What you are asked to do:
This task calls for copying each line below that contains "fallback".

[Stored entries]
----

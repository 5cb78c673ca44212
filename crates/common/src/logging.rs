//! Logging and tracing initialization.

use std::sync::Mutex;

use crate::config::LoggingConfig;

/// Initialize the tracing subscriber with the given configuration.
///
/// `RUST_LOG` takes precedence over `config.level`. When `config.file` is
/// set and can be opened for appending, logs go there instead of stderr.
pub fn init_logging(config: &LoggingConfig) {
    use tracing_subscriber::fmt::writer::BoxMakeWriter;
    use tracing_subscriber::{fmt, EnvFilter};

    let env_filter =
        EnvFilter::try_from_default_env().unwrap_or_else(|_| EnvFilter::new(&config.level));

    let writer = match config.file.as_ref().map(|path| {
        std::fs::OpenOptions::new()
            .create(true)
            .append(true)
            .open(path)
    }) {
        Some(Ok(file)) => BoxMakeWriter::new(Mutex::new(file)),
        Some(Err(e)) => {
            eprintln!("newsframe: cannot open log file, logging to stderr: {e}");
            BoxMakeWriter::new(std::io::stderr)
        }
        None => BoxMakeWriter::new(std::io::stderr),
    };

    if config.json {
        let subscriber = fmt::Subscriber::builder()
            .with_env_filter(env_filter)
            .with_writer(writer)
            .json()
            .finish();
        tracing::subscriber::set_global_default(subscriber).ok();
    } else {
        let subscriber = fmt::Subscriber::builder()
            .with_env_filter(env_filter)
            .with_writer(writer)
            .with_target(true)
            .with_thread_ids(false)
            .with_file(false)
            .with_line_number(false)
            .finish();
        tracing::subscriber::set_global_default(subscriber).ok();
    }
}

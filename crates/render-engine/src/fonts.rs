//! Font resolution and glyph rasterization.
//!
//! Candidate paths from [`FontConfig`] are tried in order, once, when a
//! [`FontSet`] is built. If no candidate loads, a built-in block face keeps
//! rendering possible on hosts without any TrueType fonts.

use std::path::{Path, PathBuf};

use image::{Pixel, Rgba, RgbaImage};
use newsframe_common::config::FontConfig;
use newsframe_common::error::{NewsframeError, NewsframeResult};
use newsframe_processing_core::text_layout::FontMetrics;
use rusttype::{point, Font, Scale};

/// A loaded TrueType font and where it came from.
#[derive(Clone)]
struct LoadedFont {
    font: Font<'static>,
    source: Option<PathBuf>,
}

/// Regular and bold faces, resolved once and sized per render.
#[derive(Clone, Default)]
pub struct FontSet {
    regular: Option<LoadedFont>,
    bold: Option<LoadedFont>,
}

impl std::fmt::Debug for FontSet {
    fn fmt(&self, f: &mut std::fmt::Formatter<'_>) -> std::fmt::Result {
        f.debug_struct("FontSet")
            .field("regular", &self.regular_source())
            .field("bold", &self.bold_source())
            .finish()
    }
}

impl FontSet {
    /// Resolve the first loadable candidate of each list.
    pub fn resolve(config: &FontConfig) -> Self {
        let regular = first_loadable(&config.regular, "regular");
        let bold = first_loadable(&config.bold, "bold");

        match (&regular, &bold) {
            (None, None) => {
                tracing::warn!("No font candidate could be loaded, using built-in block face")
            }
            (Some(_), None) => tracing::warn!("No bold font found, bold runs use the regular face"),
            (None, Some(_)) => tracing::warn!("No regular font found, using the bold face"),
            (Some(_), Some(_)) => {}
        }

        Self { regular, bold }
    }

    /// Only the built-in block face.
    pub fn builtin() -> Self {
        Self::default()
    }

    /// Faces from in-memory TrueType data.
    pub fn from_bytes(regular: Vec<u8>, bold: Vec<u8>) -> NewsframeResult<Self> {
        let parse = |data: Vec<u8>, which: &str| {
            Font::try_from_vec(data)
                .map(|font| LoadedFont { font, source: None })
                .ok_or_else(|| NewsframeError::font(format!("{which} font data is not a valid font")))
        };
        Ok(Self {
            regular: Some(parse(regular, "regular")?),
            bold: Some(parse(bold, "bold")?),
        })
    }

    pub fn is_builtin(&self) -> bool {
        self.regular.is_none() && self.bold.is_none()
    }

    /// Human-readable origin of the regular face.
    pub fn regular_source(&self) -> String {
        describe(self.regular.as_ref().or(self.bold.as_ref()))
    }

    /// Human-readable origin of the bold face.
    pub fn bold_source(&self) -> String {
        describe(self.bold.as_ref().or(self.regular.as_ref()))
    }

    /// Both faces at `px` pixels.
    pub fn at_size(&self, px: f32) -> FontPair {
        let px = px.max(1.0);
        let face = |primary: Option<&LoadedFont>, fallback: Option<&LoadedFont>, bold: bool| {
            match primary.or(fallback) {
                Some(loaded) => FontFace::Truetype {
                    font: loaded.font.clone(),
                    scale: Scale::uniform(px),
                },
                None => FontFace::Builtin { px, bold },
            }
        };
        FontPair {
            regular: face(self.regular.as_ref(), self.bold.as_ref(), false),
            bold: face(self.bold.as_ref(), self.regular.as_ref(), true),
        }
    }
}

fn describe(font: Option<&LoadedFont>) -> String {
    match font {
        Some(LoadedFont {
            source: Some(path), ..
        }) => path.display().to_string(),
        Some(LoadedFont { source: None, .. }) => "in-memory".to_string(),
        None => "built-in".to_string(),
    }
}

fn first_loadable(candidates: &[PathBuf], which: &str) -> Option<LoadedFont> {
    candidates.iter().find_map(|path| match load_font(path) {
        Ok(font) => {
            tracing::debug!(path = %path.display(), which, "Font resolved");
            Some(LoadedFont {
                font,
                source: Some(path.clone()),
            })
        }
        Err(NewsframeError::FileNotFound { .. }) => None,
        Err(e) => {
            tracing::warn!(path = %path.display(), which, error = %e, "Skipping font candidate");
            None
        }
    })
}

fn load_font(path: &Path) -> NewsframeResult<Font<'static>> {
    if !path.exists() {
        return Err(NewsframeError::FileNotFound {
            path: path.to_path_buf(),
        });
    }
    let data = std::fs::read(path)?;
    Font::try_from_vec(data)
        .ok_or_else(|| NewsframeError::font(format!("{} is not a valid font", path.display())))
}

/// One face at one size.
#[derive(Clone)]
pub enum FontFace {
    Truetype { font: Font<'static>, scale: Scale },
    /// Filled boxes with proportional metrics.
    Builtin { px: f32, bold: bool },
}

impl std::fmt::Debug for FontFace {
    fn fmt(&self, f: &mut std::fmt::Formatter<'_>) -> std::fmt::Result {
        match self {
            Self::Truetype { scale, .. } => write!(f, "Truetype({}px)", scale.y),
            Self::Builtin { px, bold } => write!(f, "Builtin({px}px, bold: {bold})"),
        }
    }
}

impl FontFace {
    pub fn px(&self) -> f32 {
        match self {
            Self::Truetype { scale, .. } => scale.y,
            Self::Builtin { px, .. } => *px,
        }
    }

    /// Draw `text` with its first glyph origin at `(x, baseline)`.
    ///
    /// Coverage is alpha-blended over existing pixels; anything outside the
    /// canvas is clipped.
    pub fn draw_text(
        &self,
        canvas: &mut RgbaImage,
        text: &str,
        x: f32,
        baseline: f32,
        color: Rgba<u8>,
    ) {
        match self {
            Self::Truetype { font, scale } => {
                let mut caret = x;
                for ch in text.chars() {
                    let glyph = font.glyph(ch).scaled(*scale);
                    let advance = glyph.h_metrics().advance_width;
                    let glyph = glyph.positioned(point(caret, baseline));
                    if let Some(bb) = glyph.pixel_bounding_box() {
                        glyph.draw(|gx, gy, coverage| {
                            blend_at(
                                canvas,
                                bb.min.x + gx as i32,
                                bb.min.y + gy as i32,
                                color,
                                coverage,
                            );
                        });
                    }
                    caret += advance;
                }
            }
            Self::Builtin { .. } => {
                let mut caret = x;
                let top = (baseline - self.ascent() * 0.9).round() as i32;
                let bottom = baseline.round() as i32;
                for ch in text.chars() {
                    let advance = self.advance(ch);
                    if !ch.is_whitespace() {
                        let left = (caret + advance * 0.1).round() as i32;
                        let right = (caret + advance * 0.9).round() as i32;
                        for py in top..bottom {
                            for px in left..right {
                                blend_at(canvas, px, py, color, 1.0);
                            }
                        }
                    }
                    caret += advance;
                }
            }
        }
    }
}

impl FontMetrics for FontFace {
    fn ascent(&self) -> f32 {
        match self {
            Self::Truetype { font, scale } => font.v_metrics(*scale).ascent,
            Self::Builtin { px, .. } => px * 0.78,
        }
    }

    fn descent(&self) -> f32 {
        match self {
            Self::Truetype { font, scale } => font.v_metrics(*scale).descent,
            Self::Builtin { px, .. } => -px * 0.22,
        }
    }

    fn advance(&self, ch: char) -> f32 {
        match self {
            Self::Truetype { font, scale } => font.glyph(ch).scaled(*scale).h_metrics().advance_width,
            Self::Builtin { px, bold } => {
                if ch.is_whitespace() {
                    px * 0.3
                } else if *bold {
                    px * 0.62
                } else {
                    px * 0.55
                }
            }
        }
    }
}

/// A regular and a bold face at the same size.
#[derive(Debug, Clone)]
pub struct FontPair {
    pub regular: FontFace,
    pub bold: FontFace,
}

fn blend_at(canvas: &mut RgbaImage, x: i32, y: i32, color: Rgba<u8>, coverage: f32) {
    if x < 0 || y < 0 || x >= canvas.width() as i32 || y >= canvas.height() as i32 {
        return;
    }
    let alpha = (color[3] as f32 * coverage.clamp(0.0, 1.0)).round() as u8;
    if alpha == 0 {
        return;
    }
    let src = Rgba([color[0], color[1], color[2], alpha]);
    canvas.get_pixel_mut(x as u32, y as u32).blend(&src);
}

----

Result of the task:
        let face = |primary: Option<&LoadedFont>, fallback: Option<&LoadedFont>, bold: bool| {
            match primary.or(fallback) {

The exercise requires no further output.